Micropropagation of Elaeagnus angustifolia from ...

Tree Physiology 15, 691--693 © 1995 Heron Publishing----Victoria, Canada

Micropropagation of Elaeagnus angustifolia from mature trees J. M. IRIONDO, M. DE LA IGLESIA and C. PÉREZ Departamento Biología Vegetal, E.T.S. Ingenieros Agrónomos, Universidad Politécnica de Madrid, E-28040 Madrid, Spain Received November 16, 1994

Keywords: Elaeagnaceae, in vitro culture, mature explants, nodal explants, oleaster, rooting.

Introduction Elaeagnus angustifolia L. (Elaeagnaceae), commonly named oleaster, has been cultivated for centuries in the desert and subdesert regions of Asia; however, no commercial cultivars are available. It is valued as an ornamental plant in the Occident because of its silvery leaves and fragrant flowers. Its fruits have been used as a source of food and medicine. Elaeagnus angustifolia grows to a height of 10 m, is tolerant to low-temperature, drought and pollution, and requires little care. The species is not susceptible to any of the major plant diseases of the Mediterranean region. The species is fertile from the age of 4--6 years and lives for 60 to 80 years. It can be propagated from seeds in the fall and from soft-wood cuttings obtained in summer (Vetvicka and Matousova 1991). However, the seeds are difficult to germinate and germination percentages vary between 30 and 60% even after stratification, and propagation by cuttings is not commercially viable. Micropropagation of tree species offers a rapid means of producing clonal planting stock, woody biomass production, and conservation of elite and rare germplasm (Yeoman 1986, Bonga 1987). It is also a useful tool for the selection and development of new cultivars. We have developed a practical method for the micropropagation of E. angustifolia by induction of shoot proliferation in axillary buds of mature trees.

Materials and methods During the growing season, young shoots were collected from five, field-grown, adult (about 15 years old) E. angustifolia trees.
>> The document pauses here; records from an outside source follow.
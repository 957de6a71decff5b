//! JSON-RPC 2.0 server for Monochain
//!
//! Every call is a `POST /` carrying one request object. Read methods are
//! served from committed storage; `chain.SendTransaction` stages into the
//! mempool.

use axum::{
    body::Bytes,
    extract::{Request, State},
    middleware::{self, Next},
    response::Response,
    routing::post,
    Json, Router,
};
use serde::de::DeserializeOwned;
use serde::Serialize;
use serde_json::Value;
use std::sync::Arc;
use std::time::Instant;
use tokio::net::TcpListener;
use tokio::sync::watch;
use tracing::{debug, info};

use crate::blockchain::BlockInfoList;
use crate::crypto;
use crate::error::{LedgerError, Result};
use crate::mempool::Mempool;
use crate::network::{
    methods, BlockInterval, RpcErrorObject, RpcRequest, RpcResponse, INVALID_REQUEST,
    JSONRPC_VERSION, METHOD_NOT_FOUND, PARSE_ERROR, SERVER_ERROR,
};
use crate::persistence::Storage;
use crate::transaction::Transaction;

/// Method table behind the HTTP transport.
pub struct RpcService {
    storage: Arc<Storage>,
    mempool: Arc<Mempool>,
}

impl RpcService {
    pub fn new(storage: Arc<Storage>, mempool: Arc<Mempool>) -> Self {
        Self { storage, mempool }
    }

    /// Executes one call. Blocking; run it off the async workers.
    pub fn dispatch(
        &self,
        method: &str,
        params: Option<Value>,
    ) -> std::result::Result<Value, RpcErrorObject> {
        let result = match method {
            methods::GET_ACCOUNT_INFO => {
                let address = crypto::address_from_hex(&single_param::<String>(params)?)?;
                to_json(&self.storage.get_account(&address)?.to_info())
            }
            methods::GET_TRANSACTION_BY_HASH => {
                let hash = crypto::hash_from_hex(&single_param::<String>(params)?)?;
                let tx = self.storage.get_transaction(&hash)?.ok_or_else(|| {
                    LedgerError::NotFound(format!("transaction {}", hex::encode(hash)))
                })?;
                to_json(&tx.to_info())
            }
            methods::GET_BLOCK_BY_HASH => {
                let hash = crypto::hash_from_hex(&single_param::<String>(params)?)?;
                let info = self
                    .storage
                    .get_block_info_by_hash(&hash)?
                    .ok_or_else(|| LedgerError::NotFound(format!("block {}", hex::encode(hash))))?;
                to_json(&info)
            }
            methods::GET_BLOCK_BY_HEIGHT => {
                let height = single_param::<u64>(params)?;
                let info = self
                    .storage
                    .get_block_info_by_height(height)?
                    .ok_or_else(|| LedgerError::NotFound(format!("block at height {}", height)))?;
                to_json(&info)
            }
            methods::GET_BLOCKS_INTERVAL => {
                let interval = single_param::<BlockInterval>(params)?;
                let list = if interval.left > interval.right {
                    BlockInfoList::default()
                } else {
                    self.storage
                        .get_blocks_interval(interval.left, interval.right)?
                };
                to_json(&list)
            }
            methods::SEND_TRANSACTION => {
                let tx = Transaction::from_base64(&single_param::<String>(params)?)?;
                debug!(tx = %tx.hash_str(), "Staged transaction");
                self.mempool.add(tx);
                Ok(Value::Bool(true))
            }
            methods::GET_CURRENT_BLOCK_HEIGHT => to_json(&self.storage.get_height()?),
            other => {
                return Err(RpcErrorObject::new(
                    METHOD_NOT_FOUND,
                    format!("Method not found: {}", other),
                ))
            }
        };
        result.map_err(RpcErrorObject::from)
    }
}

/// Accepts `[param]` or a bare value.
fn single_param<T: DeserializeOwned>(params: Option<Value>) -> Result<T> {
    let value = match params {
        Some(Value::Array(mut items)) if items.len() == 1 => items.remove(0),
        Some(Value::Array(items)) => {
            return Err(LedgerError::InvalidArgument(format!(
                "Expected exactly one parameter, got {}",
                items.len()
            )))
        }
        Some(value) => value,
        None => return Err(LedgerError::InvalidArgument("Missing parameter".to_string())),
    };
    serde_json::from_value(value)
        .map_err(|e| LedgerError::InvalidArgument(format!("Invalid parameter: {}", e)))
}

fn to_json<T: Serialize>(value: &T) -> Result<Value> {
    serde_json::to_value(value)
        .map_err(|e| LedgerError::InvalidArgument(format!("Failed to encode result: {}", e)))
}

// ============================================================================
// HTTP transport
// ============================================================================

async fn rpc_handler(State(service): State<Arc<RpcService>>, body: Bytes) -> Json<RpcResponse> {
    let value: Value = match serde_json::from_slice(&body) {
        Ok(value) => value,
        Err(e) => {
            return Json(RpcResponse::failure(
                Value::Null,
                RpcErrorObject::new(PARSE_ERROR, format!("Parse error: {}", e)),
            ))
        }
    };

    let id = value.get("id").cloned().unwrap_or(Value::Null);
    let request: RpcRequest = match serde_json::from_value(value) {
        Ok(request) => request,
        Err(e) => {
            return Json(RpcResponse::failure(
                id,
                RpcErrorObject::new(INVALID_REQUEST, format!("Invalid request: {}", e)),
            ))
        }
    };
    if request.jsonrpc != JSONRPC_VERSION {
        return Json(RpcResponse::failure(
            request.id,
            RpcErrorObject::new(INVALID_REQUEST, "jsonrpc must be \"2.0\""),
        ));
    }

    let RpcRequest {
        method, params, id, ..
    } = request;
    debug!(rpc_method = %method, "rpc.call");

    let joined = tokio::task::spawn_blocking(move || service.dispatch(&method, params)).await;
    let response = match joined {
        Ok(Ok(result)) => RpcResponse::success(id, result),
        Ok(Err(error)) => RpcResponse::failure(id, error),
        Err(e) => RpcResponse::failure(
            id,
            RpcErrorObject::new(SERVER_ERROR, format!("Internal error: {}", e)),
        ),
    };
    Json(response)
}

/// Logs method, path, status and duration of every request.
async fn logging_middleware(req: Request, next: Next) -> Response {
    let start = Instant::now();
    let method = req.method().clone();
    let path = req.uri().path().to_string();

    let response = next.run(req).await;

    tracing::info!(
        method = %method,
        path = %path,
        status = %response.status().as_u16(),
        duration_ms = %start.elapsed().as_millis(),
        "rpc.request"
    );

    response
}

pub fn build_rpc_router(service: Arc<RpcService>) -> Router {
    Router::new()
        .route("/", post(rpc_handler))
        .layer(middleware::from_fn(logging_middleware))
        .with_state(service)
}

/// Serves the router on `listener` until `shutdown` flips to `true`.
pub async fn run_rpc_server(
    service: Arc<RpcService>,
    listener: TcpListener,
    mut shutdown: watch::Receiver<bool>,
) -> Result<()> {
    let addr = listener.local_addr()?;
    info!(%addr, "RPC server listening");

    axum::serve(listener, build_rpc_router(service))
        .with_graceful_shutdown(async move {
            let _ = shutdown.wait_for(|stop| *stop).await;
        })
        .await?;

    info!("RPC server stopped");
    Ok(())
}
//! Key layout and value codec of the `kv` table.
//!
//! Every key starts with a one-byte prefix; heights are big-endian so the
//! height index sorts numerically.

use crate::blockchain::Sha256Hash;
use crate::crypto::Address;
use crate::error::Result;
use serde::de::DeserializeOwned;
use serde::Serialize;

pub const HEIGHT_PREFIX: u8 = 0x00;
pub const ACCOUNT_PREFIX: u8 = 0x01;
pub const TRANSACTION_PREFIX: u8 = 0x02;
pub const BLOCK_PREFIX: u8 = 0x03;
pub const HEIGHT_INDEX_PREFIX: u8 = 0x0a;

/// Current chain height pointer.
pub fn height_key() -> Vec<u8> {
    vec![HEIGHT_PREFIX]
}

pub fn account_key(address: &Address) -> Vec<u8> {
    prefixed(ACCOUNT_PREFIX, address)
}

pub fn transaction_key(hash: &Sha256Hash) -> Vec<u8> {
    prefixed(TRANSACTION_PREFIX, hash)
}

pub fn block_key(hash: &Sha256Hash) -> Vec<u8> {
    prefixed(BLOCK_PREFIX, hash)
}

/// Height -> block hash.
pub fn height_index_key(height: u64) -> Vec<u8> {
    prefixed(HEIGHT_INDEX_PREFIX, &height.to_be_bytes())
}

fn prefixed(prefix: u8, rest: &[u8]) -> Vec<u8> {
    let mut key = Vec::with_capacity(1 + rest.len());
    key.push(prefix);
    key.extend_from_slice(rest);
    key
}

pub fn encode<T: Serialize>(value: &T) -> Result<Vec<u8>> {
    Ok(bincode::serialize(value)?)
}

pub fn decode<T: DeserializeOwned>(bytes: &[u8]) -> Result<T> {
    Ok(bincode::deserialize(bytes)?)
}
The shoots were defoliated and cut into pieces (1--1.5

cm) each containing a single node. The nodal segments were surface disinfected with 1.6% (v/v) NaOCl for 30 min, rinsed three times in sterile distilled water and cultured in 25 × 150 mm culture tubes each containing 15 ml of MS medium (Murashige and Skoog 1962) plus 3% sucrose and 0.7% agar. The pH was adjusted to 5.8 before autoclaving. The culture medium was supplemented with 0, 0.88 or 2.22 µM N 6-benzyladenine (BA) for shoot induction. One explant was placed in each culture tube. The cultures were grown at 25 ± 1 °C in a 16-h photoperiod under an irradiance of 60 µmol m −2 s −1 provided by cool-white fluorescent tubes. Every 30 days, explants (nodal segments from neoformed shoots) were transferred to fresh culture medium. At the third subculture, some of the shoots (approximately 20 mm long) obtained in MS + 0.88 µM BA medium were transferred to full or half strength MS medium without growth regulators or to MS medium supplemented with 0.49, 2.46 or 4.90 µM indole3-butyric acid (IBA) to induce rooting. Plantlets obtained from the in vitro rooting phase were washed in water to remove agar and the roots were sprayed with a 0.6 g l −1 Bavistin fungicide solution (0.3 g l −1 carbendazim, BASF). The plantlets were then transferred to pots containing a 5/2 mixture (v/v) of sterilized peat moss and vermiculite. Plantlets were covered with inverted jars for 6 weeks to minimize water loss. The plants were watered every 2 days. Thirty replicates (one explant per culture tube) were used per treatment. Analysis of variance (ANOVA) was performed on the collected data.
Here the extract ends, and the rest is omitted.